→ Task statement
Once the records have been read, set every one down as it stands.

Collected data:
**********

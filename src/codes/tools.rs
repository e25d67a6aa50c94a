//! Code-level helpers shared by the attack engines.

use crate::gf2::{Gf2Matrix, Gf2Vector};

/// Basis of the subcode of codewords vanishing on `support`.
///
/// Coordinates are kept in place (columns are not deleted) so that
/// indices of the shortened code line up with the original coordinate
/// space; the subcode-recovery engine relies on this when it unions
/// recovered inner sets with the shortening support.
pub fn shorten(generator: &Gf2Matrix, support: &[usize]) -> Gf2Matrix {
    let eliminated = generator.gaussian_elimination(Some(support));
    let rows: Vec<Gf2Vector> = eliminated
        .rows
        .iter()
        .filter(|row| !row.is_zero() && support.iter().all(|&c| !row.get(c)))
        .cloned()
        .collect();
    Gf2Matrix {
        rows,
        ncols: generator.ncols,
    }
}

/// Basis of the span of the union of two bases.
pub fn union(a: &Gf2Matrix, b: &Gf2Matrix) -> Gf2Matrix {
    if a.nrows() == 0 {
        return b.echelon_basis();
    }
    assert_eq!(a.ncols, b.ncols, "length mismatch");
    let mut rows = a.rows.clone();
    rows.extend(b.rows.iter().cloned());
    Gf2Matrix {
        rows,
        ncols: a.ncols,
    }
    .echelon_basis()
}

**********

→ Written answer
filename src/codes/tools.rs
repository e25d67a6aa50c94a
//! Code-level helpers shared by the attack engines.

use crate::gf2::{Gf2Matrix, Gf2Vector};

/// Basis of the subcode of codewords vanishing on `support`.
///
/// Coordinates are kept in place (columns are not deleted) so that
/// indices of the shortened code line up with the original coordinate
/// space; the subcode-recovery engine relies on this when it unions
/// recovered inner sets with the shortening support.
pub fn shorten(generator: &Gf2Matrix, support: &[usize]) -> Gf2Matrix {
    let eliminated = generator.gaussian_elimination(Some(support));
    let rows: Vec<Gf2Vector> = eliminated
        .rows
        .iter()
        .filter(|row| !row.is_zero() && support.iter().all(|&c| !row.get(c)))
        .cloned()
        .collect();
    Gf2Matrix {
        rows,
        ncols: generator.ncols,
    }
}

/// Basis of the span of the union of two bases.
pub fn union(a: &Gf2Matrix, b: &Gf2Matrix) -> Gf2Matrix {
    if a.nrows() == 0 {
        return b.echelon_basis();
    }
    assert_eq!(a.ncols, b.ncols, "length mismatch");
    let mut rows = a.rows.clone();
    rows.extend(b.rows.iter().cloned());
    Gf2Matrix {
        rows,
        ncols: a.ncols,
    }
    .echelon_basis()
}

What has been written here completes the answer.